◆ Exercise data:
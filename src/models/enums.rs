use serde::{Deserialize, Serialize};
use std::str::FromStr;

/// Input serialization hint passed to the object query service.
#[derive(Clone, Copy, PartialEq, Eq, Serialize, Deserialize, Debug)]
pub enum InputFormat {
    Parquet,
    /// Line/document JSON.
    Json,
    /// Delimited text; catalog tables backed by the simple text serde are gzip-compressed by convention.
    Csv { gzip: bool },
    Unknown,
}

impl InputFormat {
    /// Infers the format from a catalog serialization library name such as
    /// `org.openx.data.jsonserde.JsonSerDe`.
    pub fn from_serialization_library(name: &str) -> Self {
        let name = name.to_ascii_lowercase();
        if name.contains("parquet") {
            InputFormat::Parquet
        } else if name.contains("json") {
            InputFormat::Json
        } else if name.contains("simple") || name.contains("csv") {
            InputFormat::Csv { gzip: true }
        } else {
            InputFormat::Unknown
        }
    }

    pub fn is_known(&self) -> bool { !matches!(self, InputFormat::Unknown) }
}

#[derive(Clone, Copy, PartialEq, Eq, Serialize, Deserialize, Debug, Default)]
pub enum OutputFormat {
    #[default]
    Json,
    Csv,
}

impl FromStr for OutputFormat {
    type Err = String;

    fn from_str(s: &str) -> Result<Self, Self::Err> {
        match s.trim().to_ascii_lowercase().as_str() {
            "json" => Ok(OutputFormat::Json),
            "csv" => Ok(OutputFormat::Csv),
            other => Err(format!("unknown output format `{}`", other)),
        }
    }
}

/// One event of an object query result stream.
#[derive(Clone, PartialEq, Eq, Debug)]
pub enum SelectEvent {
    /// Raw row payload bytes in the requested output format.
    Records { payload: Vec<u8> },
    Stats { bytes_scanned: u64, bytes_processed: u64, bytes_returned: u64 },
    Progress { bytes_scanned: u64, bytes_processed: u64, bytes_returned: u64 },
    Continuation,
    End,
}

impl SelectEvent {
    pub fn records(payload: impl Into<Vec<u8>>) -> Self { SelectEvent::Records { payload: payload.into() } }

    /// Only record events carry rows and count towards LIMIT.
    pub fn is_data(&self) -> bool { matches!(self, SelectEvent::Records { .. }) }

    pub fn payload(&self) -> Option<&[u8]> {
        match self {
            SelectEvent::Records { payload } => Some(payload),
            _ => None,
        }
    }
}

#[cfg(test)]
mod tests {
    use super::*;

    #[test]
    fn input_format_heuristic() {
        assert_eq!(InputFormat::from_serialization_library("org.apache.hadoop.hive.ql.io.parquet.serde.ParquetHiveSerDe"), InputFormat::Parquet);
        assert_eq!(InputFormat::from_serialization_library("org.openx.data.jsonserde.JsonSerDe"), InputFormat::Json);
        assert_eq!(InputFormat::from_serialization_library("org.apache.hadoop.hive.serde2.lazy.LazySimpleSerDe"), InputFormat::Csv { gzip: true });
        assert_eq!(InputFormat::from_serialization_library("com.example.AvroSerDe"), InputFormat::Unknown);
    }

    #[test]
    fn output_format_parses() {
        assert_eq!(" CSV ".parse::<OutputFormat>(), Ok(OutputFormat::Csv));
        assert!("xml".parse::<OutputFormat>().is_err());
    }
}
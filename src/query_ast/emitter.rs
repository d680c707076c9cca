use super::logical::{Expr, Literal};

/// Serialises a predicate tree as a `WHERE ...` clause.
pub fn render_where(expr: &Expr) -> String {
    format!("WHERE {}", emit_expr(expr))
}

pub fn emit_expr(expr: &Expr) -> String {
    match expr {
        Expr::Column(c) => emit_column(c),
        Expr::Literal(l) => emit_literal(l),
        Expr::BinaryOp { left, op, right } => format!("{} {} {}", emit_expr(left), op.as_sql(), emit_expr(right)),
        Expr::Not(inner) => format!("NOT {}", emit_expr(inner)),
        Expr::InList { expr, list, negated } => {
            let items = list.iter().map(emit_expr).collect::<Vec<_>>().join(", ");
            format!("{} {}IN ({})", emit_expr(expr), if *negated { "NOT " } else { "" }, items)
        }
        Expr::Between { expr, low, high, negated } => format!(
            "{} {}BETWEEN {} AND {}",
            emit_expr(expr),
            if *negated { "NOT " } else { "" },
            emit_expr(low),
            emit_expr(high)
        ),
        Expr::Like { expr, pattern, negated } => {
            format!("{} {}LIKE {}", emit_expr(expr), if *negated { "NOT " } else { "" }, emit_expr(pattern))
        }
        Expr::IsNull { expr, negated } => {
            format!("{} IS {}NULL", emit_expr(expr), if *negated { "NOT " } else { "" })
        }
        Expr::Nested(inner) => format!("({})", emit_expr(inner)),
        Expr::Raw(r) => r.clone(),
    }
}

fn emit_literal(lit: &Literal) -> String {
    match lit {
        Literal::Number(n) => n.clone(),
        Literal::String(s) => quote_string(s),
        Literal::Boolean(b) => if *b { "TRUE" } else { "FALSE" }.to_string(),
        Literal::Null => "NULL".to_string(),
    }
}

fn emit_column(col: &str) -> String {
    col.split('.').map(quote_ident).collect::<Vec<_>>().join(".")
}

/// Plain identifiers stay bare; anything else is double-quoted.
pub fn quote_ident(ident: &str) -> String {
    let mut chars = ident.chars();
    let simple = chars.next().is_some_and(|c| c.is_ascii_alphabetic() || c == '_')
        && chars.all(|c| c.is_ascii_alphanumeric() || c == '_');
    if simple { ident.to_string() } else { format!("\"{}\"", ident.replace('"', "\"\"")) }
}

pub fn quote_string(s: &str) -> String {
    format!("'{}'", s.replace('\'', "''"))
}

◆ The task: Word for word, output all of the material.

◆ Task output:
filename src/models/enums.rs
use serde::{Deserialize, Serialize};
use std::str::FromStr;

/// Input serialization hint passed to the object query service.
#[derive(Clone, Copy, PartialEq, Eq, Serialize, Deserialize, Debug)]
pub enum InputFormat {
    Parquet,
    /// Line/document JSON.
    Json,
    /// Delimited text; catalog tables backed by the simple text serde are gzip-compressed by convention.
    Csv { gzip: bool },
    Unknown,
}

impl InputFormat {
    /// Infers the format from a catalog serialization library name such as
    /// `org.openx.data.jsonserde.JsonSerDe`.
    pub fn from_serialization_library(name: &str) -> Self {
        let name = name.to_ascii_lowercase();
        if name.contains("parquet") {
            InputFormat::Parquet
        } else if name.contains("json") {
            InputFormat::Json
        } else if name.contains("simple") || name.contains("csv") {
            InputFormat::Csv { gzip: true }
        } else {
            InputFormat::Unknown
        }
    }

    pub fn is_known(&self) -> bool { !matches!(self, InputFormat::Unknown) }
}

#[derive(Clone, Copy, PartialEq, Eq, Serialize, Deserialize, Debug, Default)]
pub enum OutputFormat {
    #[default]
    Json,
    Csv,
}

impl FromStr for OutputFormat {
    type Err = String;

    fn from_str(s: &str) -> Result<Self, Self::Err> {
        match s.trim().to_ascii_lowercase().as_str() {
            "json" => Ok(OutputFormat::Json),
            "csv" => Ok(OutputFormat::Csv),
            other => Err(format!("unknown output format `{}`", other)),
        }
    }
}

/// One event of an object query result stream.
#[derive(Clone, PartialEq, Eq, Debug)]
pub enum SelectEvent {
    /// Raw row payload bytes in the requested output format.
    Records { payload: Vec<u8> },
    Stats { bytes_scanned: u64, bytes_processed: u64, bytes_returned: u64 },
    Progress { bytes_scanned: u64, bytes_processed: u64, bytes_returned: u64 },
    Continuation,
    End,
}

impl SelectEvent {
    pub fn records(payload: impl Into<Vec<u8>>) -> Self { SelectEvent::Records { payload: payload.into() } }

    /// Only record events carry rows and count towards LIMIT.
    pub fn is_data(&self) -> bool { matches!(self, SelectEvent::Records { .. }) }

    pub fn payload(&self) -> Option<&[u8]> {
        match self {
            SelectEvent::Records { payload } => Some(payload),
            _ => None,
        }
    }
}

#[cfg(test)]
mod tests {
    use super::*;

    #[test]
    fn input_format_heuristic() {
        assert_eq!(InputFormat::from_serialization_library("org.apache.hadoop.hive.ql.io.parquet.serde.ParquetHiveSerDe"), InputFormat::Parquet);
        assert_eq!(InputFormat::from_serialization_library("org.openx.data.jsonserde.JsonSerDe"), InputFormat::Json);
        assert_eq!(InputFormat::from_serialization_library("org.apache.hadoop.hive.serde2.lazy.LazySimpleSerDe"), InputFormat::Csv { gzip: true });
        assert_eq!(InputFormat::from_serialization_library("com.example.AvroSerDe"), InputFormat::Unknown);
    }

    #[test]
    fn output_format_parses() {
        assert_eq!(" CSV ".parse::<OutputFormat>(), Ok(OutputFormat::Csv));
        assert!("xml".parse::<OutputFormat>().is_err());
    }
}
filename src/query_ast/emitter.rs
repository d680c707076c9cca
use super::logical::{Expr, Literal};

/// Serialises a predicate tree as a `WHERE ...` clause.
pub fn render_where(expr: &Expr) -> String {
    format!("WHERE {}", emit_expr(expr))
}

pub fn emit_expr(expr: &Expr) -> String {
    match expr {
        Expr::Column(c) => emit_column(c),
        Expr::Literal(l) => emit_literal(l),
        Expr::BinaryOp { left, op, right } => format!("{} {} {}", emit_expr(left), op.as_sql(), emit_expr(right)),
        Expr::Not(inner) => format!("NOT {}", emit_expr(inner)),
        Expr::InList { expr, list, negated } => {
            let items = list.iter().map(emit_expr).collect::<Vec<_>>().join(", ");
            format!("{} {}IN ({})", emit_expr(expr), if *negated { "NOT " } else { "" }, items)
        }
        Expr::Between { expr, low, high, negated } => format!(
            "{} {}BETWEEN {} AND {}",
            emit_expr(expr),
            if *negated { "NOT " } else { "" },
            emit_expr(low),
            emit_expr(high)
        ),
        Expr::Like { expr, pattern, negated } => {
            format!("{} {}LIKE {}", emit_expr(expr), if *negated { "NOT " } else { "" }, emit_expr(pattern))
        }
        Expr::IsNull { expr, negated } => {
            format!("{} IS {}NULL", emit_expr(expr), if *negated { "NOT " } else { "" })
        }
        Expr::Nested(inner) => format!("({})", emit_expr(inner)),
        Expr::Raw(r) => r.clone(),
    }
}

fn emit_literal(lit: &Literal) -> String {
    match lit {
        Literal::Number(n) => n.clone(),
        Literal::String(s) => quote_string(s),
        Literal::Boolean(b) => if *b { "TRUE" } else { "FALSE" }.to_string(),
        Literal::Null => "NULL".to_string(),
    }
}

fn emit_column(col: &str) -> String {
    col.split('.').map(quote_ident).collect::<Vec<_>>().join(".")
}

/// Plain identifiers stay bare; anything else is double-quoted.
pub fn quote_ident(ident: &str) -> String {
    let mut chars = ident.chars();
    let simple = chars.next().is_some_and(|c| c.is_ascii_alphabetic() || c == '_')
        && chars.all(|c| c.is_ascii_alphanumeric() || c == '_');
    if simple { ident.to_string() } else { format!("\"{}\"", ident.replace('"', "\"\"")) }
}

pub fn quote_string(s: &str) -> String {
    format!("'{}'", s.replace('\'', "''"))
}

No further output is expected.